**Problem details:** Filter these entries, keeping only lines that hold the word "amount".

**Data records:**
□ □ □ □

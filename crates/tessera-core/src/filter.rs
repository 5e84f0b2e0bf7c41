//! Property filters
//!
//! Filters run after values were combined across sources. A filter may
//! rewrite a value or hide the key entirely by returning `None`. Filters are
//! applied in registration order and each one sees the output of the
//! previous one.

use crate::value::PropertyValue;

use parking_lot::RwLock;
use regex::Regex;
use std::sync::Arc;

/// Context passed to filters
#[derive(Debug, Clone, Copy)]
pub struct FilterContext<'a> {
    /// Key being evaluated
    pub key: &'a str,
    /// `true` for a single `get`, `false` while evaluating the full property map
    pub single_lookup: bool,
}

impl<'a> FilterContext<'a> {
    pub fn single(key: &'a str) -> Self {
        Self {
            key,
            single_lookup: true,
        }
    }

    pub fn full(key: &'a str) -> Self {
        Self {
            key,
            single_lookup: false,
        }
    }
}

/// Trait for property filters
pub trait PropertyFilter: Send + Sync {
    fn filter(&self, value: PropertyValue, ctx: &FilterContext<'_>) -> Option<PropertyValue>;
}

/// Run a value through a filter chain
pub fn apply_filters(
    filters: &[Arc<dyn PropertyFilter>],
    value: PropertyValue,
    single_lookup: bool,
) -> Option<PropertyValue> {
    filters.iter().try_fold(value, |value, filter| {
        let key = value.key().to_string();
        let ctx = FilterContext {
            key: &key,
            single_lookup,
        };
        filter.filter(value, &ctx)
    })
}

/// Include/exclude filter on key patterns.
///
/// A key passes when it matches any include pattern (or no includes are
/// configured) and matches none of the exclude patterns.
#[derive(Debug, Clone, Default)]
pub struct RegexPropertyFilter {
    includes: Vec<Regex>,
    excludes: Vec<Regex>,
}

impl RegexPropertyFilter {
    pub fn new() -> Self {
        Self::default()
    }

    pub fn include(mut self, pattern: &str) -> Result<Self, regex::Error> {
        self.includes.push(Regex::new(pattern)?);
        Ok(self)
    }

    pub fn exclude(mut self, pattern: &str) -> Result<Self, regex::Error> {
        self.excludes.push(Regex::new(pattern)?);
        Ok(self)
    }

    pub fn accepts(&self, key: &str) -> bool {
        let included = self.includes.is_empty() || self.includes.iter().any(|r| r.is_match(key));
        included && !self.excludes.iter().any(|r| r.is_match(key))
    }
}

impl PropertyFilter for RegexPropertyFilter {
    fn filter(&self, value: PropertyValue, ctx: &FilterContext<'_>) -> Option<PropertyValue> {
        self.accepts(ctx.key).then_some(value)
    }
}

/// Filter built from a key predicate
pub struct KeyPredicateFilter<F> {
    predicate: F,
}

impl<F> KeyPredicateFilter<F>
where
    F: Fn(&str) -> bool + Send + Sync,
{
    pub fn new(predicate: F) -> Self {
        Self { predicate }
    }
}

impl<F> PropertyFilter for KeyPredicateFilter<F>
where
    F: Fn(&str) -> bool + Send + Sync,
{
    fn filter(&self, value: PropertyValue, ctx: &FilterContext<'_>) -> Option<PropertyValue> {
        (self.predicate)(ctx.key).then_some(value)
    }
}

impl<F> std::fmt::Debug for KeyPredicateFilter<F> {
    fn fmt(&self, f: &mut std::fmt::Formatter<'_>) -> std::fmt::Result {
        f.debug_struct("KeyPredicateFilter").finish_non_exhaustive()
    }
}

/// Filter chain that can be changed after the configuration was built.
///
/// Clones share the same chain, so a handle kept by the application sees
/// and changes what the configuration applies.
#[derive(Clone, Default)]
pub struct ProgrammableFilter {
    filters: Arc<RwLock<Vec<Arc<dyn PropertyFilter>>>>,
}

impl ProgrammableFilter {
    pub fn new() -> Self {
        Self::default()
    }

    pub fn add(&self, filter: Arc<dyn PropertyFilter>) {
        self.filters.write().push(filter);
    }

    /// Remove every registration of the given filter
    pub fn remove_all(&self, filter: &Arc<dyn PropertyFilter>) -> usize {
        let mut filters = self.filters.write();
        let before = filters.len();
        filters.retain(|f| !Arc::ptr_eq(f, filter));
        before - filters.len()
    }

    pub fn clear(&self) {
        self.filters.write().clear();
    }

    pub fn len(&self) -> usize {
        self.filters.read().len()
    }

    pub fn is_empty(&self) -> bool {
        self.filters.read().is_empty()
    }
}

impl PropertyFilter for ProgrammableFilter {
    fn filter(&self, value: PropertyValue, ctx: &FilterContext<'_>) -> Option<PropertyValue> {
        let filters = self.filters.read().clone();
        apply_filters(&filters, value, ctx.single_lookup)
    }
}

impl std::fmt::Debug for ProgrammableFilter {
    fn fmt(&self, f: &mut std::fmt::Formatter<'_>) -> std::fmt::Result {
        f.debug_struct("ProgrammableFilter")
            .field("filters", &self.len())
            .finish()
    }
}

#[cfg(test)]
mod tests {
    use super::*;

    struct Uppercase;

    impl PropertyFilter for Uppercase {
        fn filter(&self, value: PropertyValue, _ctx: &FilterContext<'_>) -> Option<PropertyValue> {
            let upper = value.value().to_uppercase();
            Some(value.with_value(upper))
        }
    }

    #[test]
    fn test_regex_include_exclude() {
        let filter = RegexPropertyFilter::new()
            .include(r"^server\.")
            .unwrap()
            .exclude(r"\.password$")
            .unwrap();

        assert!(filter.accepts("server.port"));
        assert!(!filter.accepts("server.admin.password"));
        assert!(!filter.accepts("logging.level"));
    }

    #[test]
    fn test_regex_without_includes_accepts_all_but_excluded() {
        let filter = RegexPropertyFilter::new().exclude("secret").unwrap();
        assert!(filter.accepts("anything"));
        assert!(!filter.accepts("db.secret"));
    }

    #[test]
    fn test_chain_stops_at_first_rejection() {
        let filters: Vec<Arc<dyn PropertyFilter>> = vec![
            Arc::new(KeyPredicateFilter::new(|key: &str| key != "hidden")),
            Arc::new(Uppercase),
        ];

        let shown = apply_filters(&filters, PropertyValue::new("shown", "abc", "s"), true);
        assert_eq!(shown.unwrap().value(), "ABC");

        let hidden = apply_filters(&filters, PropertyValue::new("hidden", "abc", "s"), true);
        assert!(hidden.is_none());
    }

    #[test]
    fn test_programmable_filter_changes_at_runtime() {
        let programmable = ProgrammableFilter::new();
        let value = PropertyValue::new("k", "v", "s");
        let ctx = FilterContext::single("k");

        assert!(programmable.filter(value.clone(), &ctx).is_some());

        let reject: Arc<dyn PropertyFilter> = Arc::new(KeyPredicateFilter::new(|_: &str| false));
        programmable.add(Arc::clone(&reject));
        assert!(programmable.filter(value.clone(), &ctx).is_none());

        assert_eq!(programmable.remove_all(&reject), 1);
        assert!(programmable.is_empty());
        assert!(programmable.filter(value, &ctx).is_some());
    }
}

□ □ □ □

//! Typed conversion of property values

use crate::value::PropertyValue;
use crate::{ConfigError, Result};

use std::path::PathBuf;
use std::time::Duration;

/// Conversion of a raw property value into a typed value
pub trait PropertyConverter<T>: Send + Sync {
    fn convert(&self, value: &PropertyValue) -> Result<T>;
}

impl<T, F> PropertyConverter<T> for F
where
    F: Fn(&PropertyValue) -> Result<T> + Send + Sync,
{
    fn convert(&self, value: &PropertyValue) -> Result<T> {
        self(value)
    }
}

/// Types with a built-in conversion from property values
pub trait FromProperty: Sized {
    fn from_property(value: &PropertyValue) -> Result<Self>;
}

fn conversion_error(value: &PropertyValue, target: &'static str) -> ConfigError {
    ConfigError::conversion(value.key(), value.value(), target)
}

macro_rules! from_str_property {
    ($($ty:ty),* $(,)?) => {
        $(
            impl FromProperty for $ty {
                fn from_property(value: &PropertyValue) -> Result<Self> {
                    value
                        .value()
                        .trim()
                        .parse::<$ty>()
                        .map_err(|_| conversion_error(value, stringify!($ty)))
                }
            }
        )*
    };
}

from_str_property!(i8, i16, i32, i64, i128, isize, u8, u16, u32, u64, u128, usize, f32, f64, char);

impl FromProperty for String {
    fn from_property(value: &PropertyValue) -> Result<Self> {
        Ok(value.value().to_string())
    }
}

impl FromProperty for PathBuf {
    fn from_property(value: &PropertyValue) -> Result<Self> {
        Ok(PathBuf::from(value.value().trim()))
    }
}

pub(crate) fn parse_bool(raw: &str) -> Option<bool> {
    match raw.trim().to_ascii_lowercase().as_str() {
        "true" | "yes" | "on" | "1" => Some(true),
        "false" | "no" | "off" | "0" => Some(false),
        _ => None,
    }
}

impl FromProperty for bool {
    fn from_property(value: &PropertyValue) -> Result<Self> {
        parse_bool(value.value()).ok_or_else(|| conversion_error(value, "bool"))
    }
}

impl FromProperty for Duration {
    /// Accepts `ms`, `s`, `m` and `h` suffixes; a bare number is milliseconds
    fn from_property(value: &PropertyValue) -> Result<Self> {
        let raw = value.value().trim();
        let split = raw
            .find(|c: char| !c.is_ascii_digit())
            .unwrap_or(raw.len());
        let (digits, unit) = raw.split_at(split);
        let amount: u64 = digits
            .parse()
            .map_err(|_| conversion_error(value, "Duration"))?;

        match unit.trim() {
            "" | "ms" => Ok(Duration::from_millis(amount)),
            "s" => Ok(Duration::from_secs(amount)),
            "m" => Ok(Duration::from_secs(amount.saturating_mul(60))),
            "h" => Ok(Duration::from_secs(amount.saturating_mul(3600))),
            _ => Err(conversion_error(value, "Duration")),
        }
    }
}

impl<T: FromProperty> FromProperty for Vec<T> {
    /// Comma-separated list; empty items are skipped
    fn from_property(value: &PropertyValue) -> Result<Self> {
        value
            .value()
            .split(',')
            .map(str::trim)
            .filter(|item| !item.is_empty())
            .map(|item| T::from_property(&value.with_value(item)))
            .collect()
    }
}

□ □ □ □

**Response to this exercise:**
        let amount: u64 = digits
            "" | "ms" => Ok(Duration::from_millis(amount)),
            "s" => Ok(Duration::from_secs(amount)),
            "m" => Ok(Duration::from_secs(amount.saturating_mul(60))),
            "h" => Ok(Duration::from_secs(amount.saturating_mul(3600))),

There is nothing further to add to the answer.